Public attitudes toward marijuana are changing rapidly in the United States. A majority of Americans now favor the legalization of cannabis and medical marijuana is legal in 23 states and the District of Columbia. Surveys also show that many patients find marijuana more effective at relieving pain than their prescribed medications.
But for anyone with a prescribed painkiller or enrolled in a pain management program — regardless of where they live — marijuana may as well be illegal.
They face a conundrum: if marijuana is ever detected in their urine or in a blood test, they stand a good chance of being dropped by their physician.
That’s what happened to Valerie, a 53-year old Texas woman who has suffered from chronic back pain since she was a young woman. After 17 years with the same pain doctor, he dropped her as a patient when marijuana was found in a urine screen.
“He didn’t want to kick me out. He looked me square in the face and said, ‘Valerie, the DEA has put the fear of God in us.’” she recalls.
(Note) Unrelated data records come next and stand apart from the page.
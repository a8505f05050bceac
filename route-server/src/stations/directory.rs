//! Station directory implementations.

use std::collections::HashMap;
use std::path::Path;

use crate::domain::{StationCode, normalize_station};

use super::error::StationMappingError;

/// Built-in entries used when no directory file is configured.
const BUILTIN_STATIONS: &[(&str, u32)] = &[("москва", 2000000), ("санкт-петербург", 2004000)];

/// Maps a normalized station name to the provider's station code.
pub trait StationDirectory: Send + Sync {
    /// Look up the code for `station`.
    ///
    /// `station` is expected to be normalized already (trimmed, lowercased).
    fn map(&self, station: &str) -> Result<StationCode, StationMappingError>;
}

/// Station directory held entirely in memory.
///
/// Lookups are exact on the normalized name; no fuzzy matching is done here.
#[derive(Debug, Clone)]
pub struct StaticStationDirectory {
    codes: HashMap<String, StationCode>,
}

impl StaticStationDirectory {
    /// Build a directory from `(name, code)` pairs. Names are normalized.
    pub fn from_entries<I, S>(entries: I) -> Self
    where
        I: IntoIterator<Item = (S, StationCode)>,
        S: AsRef<str>,
    {
        let codes = entries
            .into_iter()
            .map(|(name, code)| (normalize_station(name.as_ref()), code))
            .collect();

        Self { codes }
    }

    /// Load a directory from a JSON object of `{"station name": code}`.
    pub fn from_json_file(path: impl AsRef<Path>) -> Result<Self, StationMappingError> {
        let path = path.as_ref();
        let contents = std::fs::read_to_string(path).map_err(|e| StationMappingError::Load {
            message: format!("failed to read {}: {}", path.display(), e),
        })?;

        let entries: HashMap<String, StationCode> =
            serde_json::from_str(&contents).map_err(|e| StationMappingError::Load {
                message: format!("failed to parse {}: {}", path.display(), e),
            })?;

        Ok(Self::from_entries(entries))
    }

    /// Get the number of stations in the directory.
    pub fn len(&self) -> usize {
        self.codes.len()
    }

    /// Check if the directory is empty.
    pub fn is_empty(&self) -> bool {
        self.codes.is_empty()
    }
}

impl Default for StaticStationDirectory {
    fn default() -> Self {
        Self::from_entries(
            BUILTIN_STATIONS
                .iter()
                .map(|&(name, code)| (name, StationCode::new(code))),
        )
    }
}

impl StationDirectory for StaticStationDirectory {
    fn map(&self, station: &str) -> Result<StationCode, StationMappingError> {
        self.codes
            .get(station)
            .copied()
            .ok_or_else(|| StationMappingError::NotFound {
                station: station.to_string(),
            })
    }
}
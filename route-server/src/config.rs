//! Server configuration from environment variables.

use std::net::{IpAddr, Ipv4Addr, SocketAddr};
use std::path::PathBuf;

use crate::cache::CacheConfig;
use crate::provider::{ProviderConfig, ProviderCredentials};

const DEFAULT_BIND_ADDR: SocketAddr = SocketAddr::new(IpAddr::V4(Ipv4Addr::LOCALHOST), 3000);
const DEFAULT_STATIC_DIR: &str = "static";

/// Errors from reading configuration.
#[derive(Debug, thiserror::Error)]
pub enum ConfigError {
    /// A variable is set but cannot be parsed
    #[error("invalid value for {var}: {value:?} ({reason})")]
    Invalid {
        var: &'static str,
        value: String,
        reason: String,
    },
}

/// Everything `main` needs to start the server.
#[derive(Debug, Clone)]
pub struct AppConfig {
    /// Address the HTTP server listens on
    pub bind_addr: SocketAddr,

    /// Live provider settings
    pub provider: ProviderConfig,

    /// Route cache settings
    pub cache: CacheConfig,

    /// JSON file of `{"station name": code}`; built-in table if unset
    pub station_codes_path: Option<PathBuf>,

    /// Directory of fixture responses; when set the live provider is not used
    pub mock_routes_dir: Option<PathBuf>,

    /// Directory served under `/static`
    pub static_dir: String,
}

impl AppConfig {
    /// Read configuration from the process environment.
    pub fn from_env() -> Result<Self, ConfigError> {
        Self::from_lookup(|name| std::env::var(name).ok())
    }

    /// Read configuration through `lookup`, which returns a variable's value
    /// if it is set.
    ///
    /// Empty values count as unset.
    pub fn from_lookup<F>(lookup: F) -> Result<Self, ConfigError>
    where
        F: Fn(&str) -> Option<String>,
    {
        let get = |name: &str| lookup(name).filter(|v| !v.trim().is_empty());

        let bind_addr =
            parse("BIND_ADDR", get("BIND_ADDR"))?.unwrap_or(DEFAULT_BIND_ADDR);

        let mut credentials = ProviderCredentials::new(
            get("PROVIDER_LOGIN").unwrap_or_default(),
            get("PROVIDER_PASSWORD").unwrap_or_default(),
            get("PROVIDER_TERMINAL").unwrap_or_default(),
            get("PROVIDER_REPRESENT_ID").unwrap_or_default(),
        );
        if let Some(language) = get("PROVIDER_LANGUAGE") {
            credentials.language = language;
        }
        if let Some(currency) = get("PROVIDER_CURRENCY") {
            credentials.currency = currency;
        }

        let mut provider =
            ProviderConfig::new(get("PROVIDER_BASE_URL").unwrap_or_default(), credentials);
        if let Some(secs) = parse("PROVIDER_TIMEOUT_SECS", get("PROVIDER_TIMEOUT_SECS"))? {
            provider = provider.with_timeout(secs);
        }
        if let Some(n) = parse::<usize>("PROVIDER_MAX_CONCURRENT", get("PROVIDER_MAX_CONCURRENT"))? {
            if n == 0 {
                return Err(ConfigError::Invalid {
                    var: "PROVIDER_MAX_CONCURRENT",
                    value: n.to_string(),
                    reason: "must be at least 1".to_string(),
                });
            }
            provider = provider.with_max_concurrent(n);
        }

        let mut cache = CacheConfig::default();
        if let Some(capacity) = parse("CACHE_MAX_CAPACITY", get("CACHE_MAX_CAPACITY"))? {
            cache.max_capacity = capacity;
        }

        Ok(Self {
            bind_addr,
            provider,
            cache,
            station_codes_path: get("STATION_CODES_PATH").map(PathBuf::from),
            mock_routes_dir: get("MOCK_ROUTES_DIR").map(PathBuf::from),
            static_dir: get("STATIC_DIR").unwrap_or_else(|| DEFAULT_STATIC_DIR.to_string()),
        })
    }

    /// Names of the provider variables that are unset.
    ///
    /// Only relevant when talking to the live provider; requests will fail
    /// without them but the server still starts.
    pub fn missing_credentials(&self) -> Vec<&'static str> {
        let creds = &self.provider.credentials;
        [
            ("PROVIDER_BASE_URL", self.provider.base_url.as_str()),
            ("PROVIDER_LOGIN", creds.login.as_str()),
            ("PROVIDER_PASSWORD", creds.password.as_str()),
            ("PROVIDER_TERMINAL", creds.terminal.as_str()),
            ("PROVIDER_REPRESENT_ID", creds.represent_id.as_str()),
        ]
        .into_iter()
        .filter(|(_, value)| value.is_empty())
        .map(|(name, _)| name)
        .collect()
    }
}

fn parse<T>(var: &'static str, value: Option<String>) -> Result<Option<T>, ConfigError>
where
    T: std::str::FromStr,
    T::Err: std::fmt::Display,
{
    value
        .map(|v| {
            v.trim().parse().map_err(|e: T::Err| ConfigError::Invalid {
                var,
                value: v.clone(),
                reason: e.to_string(),
            })
        })
        .transpose()
}
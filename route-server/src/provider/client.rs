//! Timetable provider HTTP client.
//!
//! Talks to the provider's JSON gateway. Handles authentication, bounds
//! concurrency, and converts responses to domain types.

use std::fmt;
use std::sync::Arc;

use tokio::sync::Semaphore;
use tracing::{error, info};

use super::convert::{TrainRoute, parse_route_body};
use super::error::ProviderError;
use super::query::{RouteQuery, TimetableProvider};
use super::types::{AuthBlock, TrainRouteRequest, TravelInfo};

/// Default maximum concurrent requests.
const DEFAULT_MAX_CONCURRENT: usize = 5;

/// Default request timeout in seconds.
const DEFAULT_TIMEOUT_SECS: u64 = 30;

/// Account details sent in every request's `auth` block.
#[derive(Clone)]
pub struct ProviderCredentials {
    pub login: String,
    pub password: String,
    pub terminal: String,
    pub represent_id: String,
    pub language: String,
    pub currency: String,
}

impl ProviderCredentials {
    /// Create credentials with the default language (`RU`) and currency (`RUB`).
    pub fn new(
        login: impl Into<String>,
        password: impl Into<String>,
        terminal: impl Into<String>,
        represent_id: impl Into<String>,
    ) -> Self {
        Self {
            login: login.into(),
            password: password.into(),
            terminal: terminal.into(),
            represent_id: represent_id.into(),
            language: "RU".to_string(),
            currency: "RUB".to_string(),
        }
    }

    fn auth_block(&self) -> AuthBlock<'_> {
        AuthBlock {
            login: &self.login,
            psw: &self.password,
            terminal: &self.terminal,
            represent_id: &self.represent_id,
            language: &self.language,
            currency: &self.currency,
        }
    }
}

impl fmt::Debug for ProviderCredentials {
    fn fmt(&self, f: &mut fmt::Formatter<'_>) -> fmt::Result {
        f.debug_struct("ProviderCredentials")
            .field("login", &self.login)
            .field("password", &"<redacted>")
            .field("terminal", &self.terminal)
            .field("represent_id", &self.represent_id)
            .field("language", &self.language)
            .field("currency", &self.currency)
            .finish()
    }
}

/// Configuration for the provider client.
#[derive(Debug, Clone)]
pub struct ProviderConfig {
    /// Base URL of the provider gateway
    pub base_url: String,
    /// Account details
    pub credentials: ProviderCredentials,
    /// Maximum concurrent requests
    pub max_concurrent: usize,
    /// Request timeout in seconds
    pub timeout_secs: u64,
}

impl ProviderConfig {
    /// Create a new config for the given gateway and account.
    pub fn new(base_url: impl Into<String>, credentials: ProviderCredentials) -> Self {
        Self {
            base_url: base_url.into(),
            credentials,
            max_concurrent: DEFAULT_MAX_CONCURRENT,
            timeout_secs: DEFAULT_TIMEOUT_SECS,
        }
    }

    /// Set maximum concurrent requests.
    pub fn with_max_concurrent(mut self, n: usize) -> Self {
        self.max_concurrent = n;
        self
    }

    /// Set request timeout.
    pub fn with_timeout(mut self, secs: u64) -> Self {
        self.timeout_secs = secs;
        self
    }
}

/// Timetable provider API client.
///
/// Uses a semaphore to limit concurrent requests and avoid rate limiting.
/// Cheap to clone; clones share the connection pool and the semaphore.
#[derive(Debug, Clone)]
pub struct ProviderClient {
    http: reqwest::Client,
    endpoint: String,
    credentials: Arc<ProviderCredentials>,
    semaphore: Arc<Semaphore>,
}

impl ProviderClient {
    /// Create a new provider client with the given configuration.
    pub fn new(config: ProviderConfig) -> Result<Self, ProviderError> {
        let http = reqwest::Client::builder()
            .timeout(std::time::Duration::from_secs(config.timeout_secs))
            .build()?;

        Ok(Self {
            http,
            endpoint: route_endpoint(&config.base_url),
            credentials: Arc::new(config.credentials),
            semaphore: Arc::new(Semaphore::new(config.max_concurrent)),
        })
    }

    /// The full URL requests are sent to.
    pub fn endpoint(&self) -> &str {
        &self.endpoint
    }
}

impl TimetableProvider for ProviderClient {
    async fn train_route(&self, query: &RouteQuery) -> Result<TrainRoute, ProviderError> {
        let _permit = self
            .semaphore
            .acquire()
            .await
            .map_err(|_| ProviderError::Api {
                status: 0,
                message: "Semaphore closed".to_string(),
            })?;

        let body = TrainRouteRequest {
            auth: self.credentials.auth_block(),
            train: &query.train_number,
            travel_info: TravelInfo {
                from: query.from,
                to: query.to,
                day: query.day,
                month: query.month,
            },
        };

        info!(
            train = %query.train_number,
            from_code = %query.from,
            to_code = %query.to,
            day = query.day,
            month = query.month,
            "sending provider request"
        );

        let response = self
            .http
            .post(&self.endpoint)
            .json(&body)
            .send()
            .await
            .inspect_err(|e| error!(error = %e, "provider request failed"))?;

        let status = response.status();

        if status == reqwest::StatusCode::UNAUTHORIZED || status == reqwest::StatusCode::FORBIDDEN {
            error!(status = status.as_u16(), "provider rejected credentials");
            return Err(ProviderError::Unauthorized);
        }

        if !status.is_success() {
            let body = response.text().await.unwrap_or_default();
            error!(status = status.as_u16(), "provider returned error status");
            return Err(ProviderError::Api {
                status: status.as_u16(),
                message: body,
            });
        }

        let body = response.text().await?;

        let route = parse_route_body(&body)
            .inspect_err(|e| error!(error = %e, "provider response rejected"))?;

        info!(
            train_number = route.description.number.as_deref().unwrap_or("empty"),
            stops = route.stops.len(),
            "provider response received"
        );

        Ok(route)
    }
}

fn route_endpoint(base_url: &str) -> String {
    format!("{}/trainRoute", base_url.trim_end_matches('/'))
}
//! Provider API DTOs.
//!
//! These types map directly to the provider's `trainRoute` JSON request and
//! response. Response fields are `Option` throughout because the provider
//! omits fields rather than sending nulls, and presence is checked during
//! conversion, not deserialization.

use serde::{Deserialize, Deserializer, Serialize};
use tracing::warn;

use crate::domain::StationCode;

/// Body of a `trainRoute` request.
#[derive(Serialize)]
pub struct TrainRouteRequest<'a> {
    pub auth: AuthBlock<'a>,

    /// Train number as the user typed it (e.g. "016А").
    pub train: &'a str,

    pub travel_info: TravelInfo,
}

/// Authentication block sent with every request.
///
/// Deliberately not `Debug`: it carries the password.
#[derive(Serialize)]
pub struct AuthBlock<'a> {
    pub login: &'a str,
    pub psw: &'a str,
    pub terminal: &'a str,
    pub represent_id: &'a str,
    pub language: &'a str,
    pub currency: &'a str,
}

/// Route endpoints and travel date.
#[derive(Debug, Clone, Serialize)]
pub struct TravelInfo {
    pub from: StationCode,
    pub to: StationCode,
    pub day: u8,
    pub month: u8,
}

/// Response from `trainRoute`.
#[derive(Debug, Clone, Default, Deserialize)]
pub struct TrainRouteResponse {
    /// Train summary. Required.
    pub train_description: Option<TrainDescriptionDto>,

    /// Route with its stops. Required.
    pub route_list: Option<RouteListDto>,
}

/// Summary of the train.
#[derive(Debug, Clone, Default, Deserialize)]
pub struct TrainDescriptionDto {
    /// Train number.
    pub number: Option<String>,
}

/// The train's route.
#[derive(Debug, Clone, Default, Deserialize)]
pub struct RouteListDto {
    /// Route name (e.g. "МОСКВА - САНКТ-ПЕТЕРБУРГ").
    pub name: Option<String>,

    /// Stops in travel order. Absent means no stops.
    pub stop_list: Option<Vec<StopDto>>,
}

/// A stop on the route.
#[derive(Debug, Clone, Deserialize)]
pub struct StopDto {
    /// Station name.
    pub stop: String,

    /// Arrival time, "HH:MM".
    pub arrival_time: Option<String>,

    /// Departure time, "HH:MM".
    pub departure_time: Option<String>,

    /// Dwell time in minutes. Sent as a number or a numeric string.
    #[serde(default, deserialize_with = "lenient_minutes")]
    pub stop_time: Option<u32>,
}

/// Read a minute count sent as `5`, `"5"`, `5.0`, `""` or `null`.
///
/// A value that is not a non-negative whole number is dropped with a warning
/// instead of failing the whole route.
fn lenient_minutes<'de, D>(deserializer: D) -> Result<Option<u32>, D::Error>
where
    D: Deserializer<'de>,
{
    let value = Option::<serde_json::Value>::deserialize(deserializer)?;
    let minutes = match &value {
        None | Some(serde_json::Value::Null) => return Ok(None),
        Some(serde_json::Value::String(s)) if s.trim().is_empty() => return Ok(None),
        Some(serde_json::Value::Number(n)) => whole_minutes(n.as_f64()),
        Some(serde_json::Value::String(s)) => whole_minutes(s.trim().parse::<f64>().ok()),
        Some(_) => None,
    };

    if minutes.is_none() {
        warn!(stop_time = ?value, "ignoring unreadable stop_time");
    }
    Ok(minutes)
}

fn whole_minutes(n: Option<f64>) -> Option<u32> {
    n.filter(|n| n.fract() == 0.0 && (0.0..=f64::from(u32::MAX)).contains(n))
        .map(|n| n as u32)
}
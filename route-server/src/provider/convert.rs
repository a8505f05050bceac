//! Conversion from provider DTOs to domain types.
//!
//! This is where a provider answer is checked for the fields we depend on.
//! A response that parses but lacks them is a data error, not a transport
//! error.

use crate::domain::StopRecord;

use super::error::ProviderError;
use super::types::{StopDto, TrainRouteResponse};

/// Summary of the train the route belongs to.
#[derive(Debug, Clone, PartialEq, Eq)]
pub struct TrainDescription {
    pub number: Option<String>,
    pub route_name: Option<String>,
}

/// A validated provider answer: the train and its ordered stops.
#[derive(Debug, Clone, PartialEq, Eq)]
pub struct TrainRoute {
    pub description: TrainDescription,
    pub stops: Vec<StopRecord>,
}

/// Parse a raw provider body into a validated route.
///
/// `null`, `{}` or `[]` is [`ProviderError::EmptyResponse`]; anything that is not
/// JSON is [`ProviderError::Json`].
pub fn parse_route_body(body: &str) -> Result<TrainRoute, ProviderError> {
    let value: serde_json::Value = serde_json::from_str(body).map_err(|e| ProviderError::Json {
        message: e.to_string(),
        body: Some(body.chars().take(500).collect()),
    })?;

    let is_empty = match &value {
        serde_json::Value::Null => true,
        serde_json::Value::Object(map) => map.is_empty(),
        serde_json::Value::Array(items) => items.is_empty(),
        _ => false,
    };
    if is_empty {
        return Err(ProviderError::EmptyResponse);
    }

    let response: TrainRouteResponse =
        serde_json::from_value(value).map_err(|e| ProviderError::Json {
            message: e.to_string(),
            body: None,
        })?;

    convert_route(response)
}

/// Validate a parsed response and convert it to a [`TrainRoute`].
pub fn convert_route(response: TrainRouteResponse) -> Result<TrainRoute, ProviderError> {
    let description = response
        .train_description
        .ok_or(ProviderError::MissingField("train_description"))?;
    let route_list = response
        .route_list
        .ok_or(ProviderError::MissingField("route_list"))?;

    let stops = route_list
        .stop_list
        .unwrap_or_default()
        .into_iter()
        .map(convert_stop)
        .collect();

    Ok(TrainRoute {
        description: TrainDescription {
            number: description.number,
            route_name: route_list.name,
        },
        stops,
    })
}

fn convert_stop(dto: StopDto) -> StopRecord {
    StopRecord {
        name: dto.stop,
        arrival_time: dto.arrival_time,
        departure_time: dto.departure_time,
        dwell_minutes: dto.stop_time,
    }
}
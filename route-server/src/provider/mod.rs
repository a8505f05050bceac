//! Timetable provider client.
//!
//! The provider is the authoritative source of train routes. Given a train
//! number, two provider station codes and a travel date it returns the
//! train's description and its full ordered stop list.
//!
//! Key characteristics:
//! - Stations are identified by numeric codes, not names
//!   (see [`crate::stations`])
//! - Times are "HH:MM" strings and are passed through untouched
//! - A response lacking `train_description` or `route_list` is unusable

mod client;
mod convert;
mod error;
mod mock;
mod query;
mod types;

pub use client::{ProviderClient, ProviderConfig, ProviderCredentials};
pub use convert::{TrainDescription, TrainRoute, convert_route, parse_route_body};
pub use error::ProviderError;
pub use mock::MockProvider;
pub use query::{RouteQuery, TimetableProvider};
pub use types::{RouteListDto, StopDto, TrainDescriptionDto, TrainRouteResponse};
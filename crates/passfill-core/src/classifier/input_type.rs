//! Declared input-type flags.

use crate::field_type::FieldType;
use crate::node::{InputTypeHint, Node};

use super::ClassificationStrategy;

/// Classifies nodes by the input class and variation the host declared.
#[derive(Debug, Clone, Copy, Default)]
pub struct InputTypeStrategy;

impl InputTypeStrategy {
    /// Field type for a raw hint, if the class/variation pair is known.
    pub fn lookup(hint: InputTypeHint) -> Option<FieldType> {
        match hint.class() {
            InputTypeHint::CLASS_PHONE => Some(FieldType::Phone),
            InputTypeHint::CLASS_TEXT => match hint.variation() {
                InputTypeHint::TEXT_VARIATION_EMAIL_ADDRESS
                | InputTypeHint::TEXT_VARIATION_WEB_EMAIL_ADDRESS => Some(FieldType::Email),
                InputTypeHint::TEXT_VARIATION_PASSWORD
                | InputTypeHint::TEXT_VARIATION_VISIBLE_PASSWORD
                | InputTypeHint::TEXT_VARIATION_WEB_PASSWORD => Some(FieldType::Password),
                InputTypeHint::TEXT_VARIATION_PERSON_NAME => Some(FieldType::FullName),
                _ => None,
            },
            InputTypeHint::CLASS_NUMBER => match hint.variation() {
                InputTypeHint::NUMBER_VARIATION_PASSWORD => Some(FieldType::Password),
                _ => None,
            },
            _ => None,
        }
    }
}

impl ClassificationStrategy for InputTypeStrategy {
    fn name(&self) -> &'static str {
        "input_type"
    }

    fn classify(&self, node: &Node) -> Option<FieldType> {
        Self::lookup(node.input_type)
    }
}
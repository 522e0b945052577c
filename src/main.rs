//! Passfill - autofill field classification
//!
//! Entry point for the passfill CLI.

mod cli;
mod cmd_config;
mod cmd_fill;
mod cmd_scan;
mod render;

use std::path::{Path, PathBuf};

use clap::Parser;
use tracing::{debug, info, warn};
use tracing_appender::rolling::{RollingFileAppender, Rotation};
use tracing_subscriber::{fmt, layer::SubscriberExt, util::SubscriberInitExt, EnvFilter};

use passfill_config::{
    default_config_path, Config, ConfigLoader, ConfigValidator, LoggingConfig,
};
use passfill_core::{Node, NodeTraversal};

use crate::cli::{Cli, Commands};

/// Initialize tracing with stderr and optional file output.
///
/// Log files are written to the configured directory with daily rotation.
fn init_tracing(logging: &LoggingConfig) -> Result<(), Box<dyn std::error::Error>> {
    let file_layer = if logging.file {
        let log_dir = logging.log_directory();
        std::fs::create_dir_all(&log_dir)?;

        let file_appender = RollingFileAppender::builder()
            .rotation(Rotation::DAILY)
            .filename_prefix("passfill")
            .filename_suffix("log")
            .max_log_files(14)
            .build(&log_dir)?;

        let (non_blocking, guard) = tracing_appender::non_blocking(file_appender);

        // The guard flushes on drop, so it has to live for the whole program.
        static GUARD: std::sync::OnceLock<tracing_appender::non_blocking::WorkerGuard> =
            std::sync::OnceLock::new();
        let _ = GUARD.set(guard);

        Some(fmt::layer().with_writer(non_blocking).with_ansi(false))
    } else {
        None
    };

    let env_filter = EnvFilter::try_from_default_env()
        .unwrap_or_else(|_| EnvFilter::new(&logging.level));

    // stdout carries command output; logs go to stderr.
    tracing_subscriber::registry()
        .with(env_filter)
        .with(fmt::layer().with_target(true).with_writer(std::io::stderr))
        .with(file_layer)
        .init();

    Ok(())
}

/// Load the configuration named on the command line, or the default one.
fn load_config(path: Option<&Path>) -> Result<(Config, PathBuf), Box<dyn std::error::Error>> {
    match path {
        Some(path) => Ok((ConfigLoader::load(path)?, path.to_path_buf())),
        None => {
            let path = default_config_path();
            Ok((ConfigLoader::load_or_default(&path)?, path))
        }
    }
}

/// Read and parse a node tree dump.
pub(crate) async fn load_tree(path: &Path) -> Result<Node, Box<dyn std::error::Error>> {
    let json = tokio::fs::read_to_string(path).await?;
    let tree = Node::from_json(&json)?;
    debug!(path = %path.display(), nodes = tree.count(), "Loaded node tree");
    Ok(tree)
}

/// Validate the classifier section and build a traversal from it.
pub(crate) fn build_traversal(config: &Config) -> Result<NodeTraversal, Box<dyn std::error::Error>> {
    let validation = ConfigValidator::validate(config)?;
    for warning in &validation.warnings {
        warn!("Config warning at {}: {}", warning.path, warning.message);
    }
    validation.into_result()?;

    let traversal = NodeTraversal::new(config.classifier.build_classifier());
    debug!(strategies = ?traversal.classifier().strategy_names(), "Classifier ready");
    Ok(traversal)
}

#[tokio::main]
async fn main() -> Result<(), Box<dyn std::error::Error>> {
    let cli = Cli::parse();

    let (config, config_path) = load_config(cli.config.as_deref())?;
    init_tracing(&config.logging)?;
    info!("passfill v{}", env!("CARGO_PKG_VERSION"));
    debug!(config = %config_path.display(), "Configuration loaded");

    match cli.command {
        Commands::Scan {
            tree,
            format,
            known_only,
        } => cmd_scan::scan(&config, &tree, format, known_only).await,
        Commands::ScanDir { dir, format, jobs } => {
            cmd_scan::scan_dir(&config, &dir, format, usize::from(jobs)).await
        }
        Commands::Fill { tree, item } => cmd_fill::fill(&config, &tree, &item).await,
        Commands::Config { action } => cmd_config::handle_config_command(action, &config, &config_path),
    }
}
//! Aggregate output of one traversal.

use serde::{Deserialize, Serialize};

use crate::field_type::{ClassifiedField, FieldType};

/// Fields found by a traversal, the resolved page url and the visit count.
#[derive(Debug, Clone, Default, PartialEq, Eq, Serialize, Deserialize)]
pub struct TraversalResult {
    /// Classified fields in pre-order.
    pub fields: Vec<ClassifiedField>,
    /// Resolved page url for the whole tree.
    pub url: Option<String>,
    /// Every node visited, fillable or not.
    pub visited_node_count: usize,
}

impl TraversalResult {
    pub fn is_empty(&self) -> bool {
        self.fields.is_empty()
    }

    /// Fields of one type, in traversal order.
    pub fn fields_of(&self, field_type: FieldType) -> impl Iterator<Item = &ClassifiedField> {
        self.fields.iter().filter(move |f| f.field_type == field_type)
    }

    /// Fields whose type is anything but `Unknown`.
    pub fn known_fields(&self) -> impl Iterator<Item = &ClassifiedField> {
        self.fields.iter().filter(|f| !f.field_type.is_unknown())
    }
}

#[cfg(test)]
mod tests {
    use super::*;
    use crate::node::NodeId;

    fn result() -> TraversalResult {
        TraversalResult {
            fields: vec![
                ClassifiedField::new(NodeId::new("a"), FieldType::Username),
                ClassifiedField::new(NodeId::new("b"), FieldType::Unknown),
                ClassifiedField::new(NodeId::new("c"), FieldType::Password),
                ClassifiedField::new(NodeId::new("d"), FieldType::Password),
            ],
            url: Some("a.example".to_string()),
            visited_node_count: 7,
        }
    }

    #[test]
    fn test_fields_of_keeps_order() {
        let result = result();
        let ids: Vec<_> = result
            .fields_of(FieldType::Password)
            .map(|f| f.field_id.as_str())
            .collect();
        assert_eq!(ids, vec!["c", "d"]);
    }

    #[test]
    fn test_known_fields_skips_unknown() {
        assert_eq!(result().known_fields().count(), 3);
    }

    #[test]
    fn test_default_is_empty() {
        let result = TraversalResult::default();
        assert!(result.is_empty());
        assert!(result.url.is_none());
        assert_eq!(result.visited_node_count, 0);
    }

    #[test]
    fn test_serialization_shape() {
        let json = serde_json::to_value(result()).unwrap();
        assert_eq!(json["url"], "a.example");
        assert_eq!(json["visited_node_count"], 7);
        assert_eq!(json["fields"][0]["field_id"], "a");
        assert_eq!(json["fields"][0]["field_type"], "username");
    }
}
Valerie, who asked that we not use her last name, has chronic pain from scoliosis that was aggravated by a work injury and two failed back surgeries. Before she was dropped by her doctor, Valerie found she could “stretch” her 30-day prescriptions for morphine and hydrocodone by supplementing the opioids with marijuana.
“I’ve smoked marijuana for a long time and I don’t have an arrest record. I haven’t been in a wreck in probably 30 years. The last time I got a ticket was probably 20 years ago. I’m not a bad person. And it’s like they singled me out and outed me. And my life is hell now. It really is,” she says.
Valerie avoided detection for years by stopping her use of marijuana just prior to an anticipated drug test. That strategy worked until last year.
“When he kicked me out I said ‘What am I going to do if you’re cutting my off cold turkey?’ He said go to another chronic pain doctor and don’t tell them you saw me. If they know you’ve taken this test and failed it, no doctor in the state of Texas can prescribe to you.”
Marijuana has been used as medicine for thousands of years, but the scientific evidence that it can safely relieve pain without side effects is scant. Anecdotal evidence is growing, however.
A National Pain Report survey of over 1,300 fibromyalgia patients found that medical marijuana is far more effective at treating symptoms of fibromyalgia than any of the three prescription drugs approved by the Food and Drug Administration to treat the disorder.
Another recent survey of medical marijuana patients published in the Hawaii Journal of Medicine & Public Health found that nearly all (97%) used cannabis primarily for relief of chronic pain. Respondents said marijuana cut their pain scores in half and helped reduce their reliance on pain medications.
“Cannabis is an extremely safe and effective medication for many patients with chronic pain. In stark contrast to opioids and other available pain medications, cannabis is relatively non-addicting and has the best safety record of any known pain medication,” wrote lead author Charles Webb, MD.
Valerie has refused to give up marijuana or lie to other doctors about her use of cannabis. For the last 15 months she has self-medicated, using marijuana and over-the-counter Naproxen to relieve her day-to-day pain. For breakthrough pain, she takes Vicodin pills obtained through the black market.
“People have friends. There are all kind of ways (to get drugs), if you have got to have something. I do what I have to do to maybe have 10 Vicodin last me a month,” she told National Pain Report.
“I don’t like doing it and I don’t consider myself a drug addict. I’d rather not have to take anything at all. But I’m trying to survive here.”
Valerie knows the irony of the situation. Efforts by government and law enforcement agencies to stop the abuse and overprescribing of pain medication have scared many doctors into dropping patients who have a blemish on their record. Many of those patients now get their painkillers off the street or turn to illegal drugs – the very thing the government was trying to stop.
“I don’t understand where my rights as a citizen went. I don’t understand what gave the DEA the right to go in and look at my medical records and tell my doctor how to practice medicine. I don’t get that at all,” Valerie says. “All they’ve done is driven up the price of pain drugs on the street.”